§ **Assignment**
Every line of the entries below that includes "parts" belongs in the answer, copied as written.

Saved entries
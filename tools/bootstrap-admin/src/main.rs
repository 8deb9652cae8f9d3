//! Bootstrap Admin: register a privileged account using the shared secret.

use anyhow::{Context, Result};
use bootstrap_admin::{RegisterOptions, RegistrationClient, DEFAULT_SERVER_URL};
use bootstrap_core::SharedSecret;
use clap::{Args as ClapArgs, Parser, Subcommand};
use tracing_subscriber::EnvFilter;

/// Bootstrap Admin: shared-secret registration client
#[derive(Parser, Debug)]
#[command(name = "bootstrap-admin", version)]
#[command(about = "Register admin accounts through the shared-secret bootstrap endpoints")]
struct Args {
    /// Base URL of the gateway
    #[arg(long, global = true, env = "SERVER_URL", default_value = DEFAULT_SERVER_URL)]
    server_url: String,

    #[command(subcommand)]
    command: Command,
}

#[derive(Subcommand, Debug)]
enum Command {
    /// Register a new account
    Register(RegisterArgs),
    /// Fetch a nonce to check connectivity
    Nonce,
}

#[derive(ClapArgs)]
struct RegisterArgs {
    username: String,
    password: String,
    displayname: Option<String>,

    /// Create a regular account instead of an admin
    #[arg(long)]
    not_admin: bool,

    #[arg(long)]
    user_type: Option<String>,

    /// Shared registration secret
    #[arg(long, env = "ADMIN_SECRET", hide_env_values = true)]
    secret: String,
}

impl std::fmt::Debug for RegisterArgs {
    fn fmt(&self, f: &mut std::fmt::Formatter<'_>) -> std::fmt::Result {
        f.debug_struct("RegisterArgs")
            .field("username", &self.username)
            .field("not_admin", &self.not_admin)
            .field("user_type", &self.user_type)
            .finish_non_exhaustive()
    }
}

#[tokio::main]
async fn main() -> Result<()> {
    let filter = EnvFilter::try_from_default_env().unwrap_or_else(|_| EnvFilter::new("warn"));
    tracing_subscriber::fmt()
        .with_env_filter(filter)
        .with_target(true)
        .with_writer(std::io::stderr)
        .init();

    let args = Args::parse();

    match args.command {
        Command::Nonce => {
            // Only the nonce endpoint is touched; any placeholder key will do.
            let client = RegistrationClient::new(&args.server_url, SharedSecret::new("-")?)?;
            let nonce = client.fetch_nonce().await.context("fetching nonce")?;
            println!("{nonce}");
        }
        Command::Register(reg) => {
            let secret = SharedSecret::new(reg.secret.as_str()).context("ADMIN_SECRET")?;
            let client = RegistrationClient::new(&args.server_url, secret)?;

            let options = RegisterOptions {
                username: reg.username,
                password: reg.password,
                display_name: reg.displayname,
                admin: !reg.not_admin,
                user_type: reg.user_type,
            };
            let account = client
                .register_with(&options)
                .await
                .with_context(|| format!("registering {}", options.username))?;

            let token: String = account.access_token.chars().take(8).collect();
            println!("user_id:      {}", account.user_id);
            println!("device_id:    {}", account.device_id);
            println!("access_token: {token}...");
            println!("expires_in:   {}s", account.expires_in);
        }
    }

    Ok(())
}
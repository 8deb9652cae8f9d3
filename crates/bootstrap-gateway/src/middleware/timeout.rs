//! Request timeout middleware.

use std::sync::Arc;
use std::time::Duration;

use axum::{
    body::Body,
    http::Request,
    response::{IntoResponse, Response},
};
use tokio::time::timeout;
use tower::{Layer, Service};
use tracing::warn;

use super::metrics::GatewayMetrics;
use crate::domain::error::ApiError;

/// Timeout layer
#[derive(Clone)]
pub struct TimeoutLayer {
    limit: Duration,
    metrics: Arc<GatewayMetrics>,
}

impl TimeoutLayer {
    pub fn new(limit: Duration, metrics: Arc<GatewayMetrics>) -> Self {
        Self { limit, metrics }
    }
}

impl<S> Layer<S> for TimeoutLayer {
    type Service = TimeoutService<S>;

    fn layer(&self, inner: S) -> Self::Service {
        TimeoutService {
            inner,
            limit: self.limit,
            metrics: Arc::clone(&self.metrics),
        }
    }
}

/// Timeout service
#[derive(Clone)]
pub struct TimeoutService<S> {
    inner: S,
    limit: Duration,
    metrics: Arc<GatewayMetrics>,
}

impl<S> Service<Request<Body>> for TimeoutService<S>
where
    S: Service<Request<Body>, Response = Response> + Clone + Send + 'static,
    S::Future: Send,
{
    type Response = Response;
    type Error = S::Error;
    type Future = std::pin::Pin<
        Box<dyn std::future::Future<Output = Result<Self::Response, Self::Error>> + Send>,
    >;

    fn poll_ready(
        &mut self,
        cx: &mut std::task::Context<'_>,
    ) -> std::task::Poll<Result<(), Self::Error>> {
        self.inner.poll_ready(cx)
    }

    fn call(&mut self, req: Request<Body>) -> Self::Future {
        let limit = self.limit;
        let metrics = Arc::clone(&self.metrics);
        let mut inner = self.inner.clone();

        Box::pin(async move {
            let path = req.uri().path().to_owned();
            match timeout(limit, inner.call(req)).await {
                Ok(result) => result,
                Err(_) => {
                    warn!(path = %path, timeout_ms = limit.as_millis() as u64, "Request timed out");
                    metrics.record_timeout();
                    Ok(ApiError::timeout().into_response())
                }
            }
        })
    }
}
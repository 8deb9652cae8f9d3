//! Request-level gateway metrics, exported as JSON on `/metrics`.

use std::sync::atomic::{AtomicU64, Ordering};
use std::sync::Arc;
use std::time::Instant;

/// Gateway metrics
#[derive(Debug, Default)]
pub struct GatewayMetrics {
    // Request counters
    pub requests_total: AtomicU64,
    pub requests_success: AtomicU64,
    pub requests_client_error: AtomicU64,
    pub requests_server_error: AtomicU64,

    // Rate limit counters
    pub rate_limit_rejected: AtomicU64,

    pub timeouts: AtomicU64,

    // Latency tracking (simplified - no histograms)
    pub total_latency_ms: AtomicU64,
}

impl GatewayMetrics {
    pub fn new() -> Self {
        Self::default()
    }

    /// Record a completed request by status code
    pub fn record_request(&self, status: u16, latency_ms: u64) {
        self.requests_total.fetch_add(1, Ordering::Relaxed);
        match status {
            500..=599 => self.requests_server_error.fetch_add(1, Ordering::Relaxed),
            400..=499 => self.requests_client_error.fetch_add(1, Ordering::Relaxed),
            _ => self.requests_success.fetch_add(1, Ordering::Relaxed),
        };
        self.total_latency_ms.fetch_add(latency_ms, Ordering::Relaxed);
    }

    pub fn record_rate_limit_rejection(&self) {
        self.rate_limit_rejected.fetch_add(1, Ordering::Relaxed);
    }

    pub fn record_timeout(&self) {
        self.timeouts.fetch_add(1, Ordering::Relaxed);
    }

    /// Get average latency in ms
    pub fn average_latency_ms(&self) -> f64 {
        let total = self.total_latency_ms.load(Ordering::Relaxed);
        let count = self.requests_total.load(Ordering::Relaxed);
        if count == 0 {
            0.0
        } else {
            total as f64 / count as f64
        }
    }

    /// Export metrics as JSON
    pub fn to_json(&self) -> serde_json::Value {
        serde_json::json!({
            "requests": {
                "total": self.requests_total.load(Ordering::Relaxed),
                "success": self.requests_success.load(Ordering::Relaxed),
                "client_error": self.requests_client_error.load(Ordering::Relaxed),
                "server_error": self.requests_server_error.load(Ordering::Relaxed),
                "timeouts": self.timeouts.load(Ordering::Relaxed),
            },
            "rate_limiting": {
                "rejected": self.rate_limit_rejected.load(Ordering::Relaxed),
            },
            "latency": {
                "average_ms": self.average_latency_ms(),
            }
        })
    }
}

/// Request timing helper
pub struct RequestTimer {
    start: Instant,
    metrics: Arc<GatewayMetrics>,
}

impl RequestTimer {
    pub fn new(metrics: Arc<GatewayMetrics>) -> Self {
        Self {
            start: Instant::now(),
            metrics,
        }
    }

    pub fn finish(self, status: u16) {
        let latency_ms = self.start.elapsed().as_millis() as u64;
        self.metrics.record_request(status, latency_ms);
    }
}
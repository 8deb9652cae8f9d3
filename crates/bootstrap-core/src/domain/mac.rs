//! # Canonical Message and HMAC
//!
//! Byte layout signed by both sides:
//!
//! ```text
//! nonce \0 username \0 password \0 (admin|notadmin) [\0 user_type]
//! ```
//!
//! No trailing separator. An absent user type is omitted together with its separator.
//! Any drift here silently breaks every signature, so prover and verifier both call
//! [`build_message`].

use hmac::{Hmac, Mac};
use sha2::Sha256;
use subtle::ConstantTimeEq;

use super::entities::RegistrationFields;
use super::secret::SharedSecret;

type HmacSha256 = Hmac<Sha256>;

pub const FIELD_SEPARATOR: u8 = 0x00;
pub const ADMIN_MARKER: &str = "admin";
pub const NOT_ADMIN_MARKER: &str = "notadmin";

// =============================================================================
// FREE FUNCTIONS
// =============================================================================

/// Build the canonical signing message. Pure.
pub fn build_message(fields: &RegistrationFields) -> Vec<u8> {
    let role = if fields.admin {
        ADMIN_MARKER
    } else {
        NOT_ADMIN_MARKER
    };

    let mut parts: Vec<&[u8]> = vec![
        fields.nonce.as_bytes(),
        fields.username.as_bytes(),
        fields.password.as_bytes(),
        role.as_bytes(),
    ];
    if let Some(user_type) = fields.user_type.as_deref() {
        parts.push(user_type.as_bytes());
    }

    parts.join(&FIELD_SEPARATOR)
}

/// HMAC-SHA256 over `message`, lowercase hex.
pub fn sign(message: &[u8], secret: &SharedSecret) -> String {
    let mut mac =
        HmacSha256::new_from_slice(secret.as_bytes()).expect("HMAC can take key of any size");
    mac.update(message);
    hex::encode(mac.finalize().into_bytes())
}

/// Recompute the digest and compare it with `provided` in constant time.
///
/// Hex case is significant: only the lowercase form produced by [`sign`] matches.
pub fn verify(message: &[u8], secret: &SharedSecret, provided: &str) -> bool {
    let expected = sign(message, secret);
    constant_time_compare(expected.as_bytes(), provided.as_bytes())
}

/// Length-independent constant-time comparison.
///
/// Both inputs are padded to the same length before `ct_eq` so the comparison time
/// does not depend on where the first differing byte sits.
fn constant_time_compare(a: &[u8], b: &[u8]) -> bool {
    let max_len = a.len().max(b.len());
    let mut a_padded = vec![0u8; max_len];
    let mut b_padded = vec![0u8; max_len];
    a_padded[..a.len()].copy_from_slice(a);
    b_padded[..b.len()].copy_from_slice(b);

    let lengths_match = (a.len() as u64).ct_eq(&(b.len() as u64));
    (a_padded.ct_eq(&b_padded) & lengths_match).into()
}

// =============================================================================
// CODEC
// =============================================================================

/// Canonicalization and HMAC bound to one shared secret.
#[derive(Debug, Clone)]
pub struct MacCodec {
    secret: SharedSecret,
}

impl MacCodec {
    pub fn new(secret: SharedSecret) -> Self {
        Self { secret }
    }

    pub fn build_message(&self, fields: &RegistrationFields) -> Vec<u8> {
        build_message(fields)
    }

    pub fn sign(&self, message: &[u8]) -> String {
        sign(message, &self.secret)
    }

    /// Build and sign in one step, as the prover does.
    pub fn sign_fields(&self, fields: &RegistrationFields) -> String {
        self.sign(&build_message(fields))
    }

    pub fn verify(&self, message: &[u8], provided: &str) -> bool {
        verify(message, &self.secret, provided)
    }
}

§ **Response area**
    let mut parts: Vec<&[u8]> = vec![
        parts.push(user_type.as_bytes());
    parts.join(&FIELD_SEPARATOR)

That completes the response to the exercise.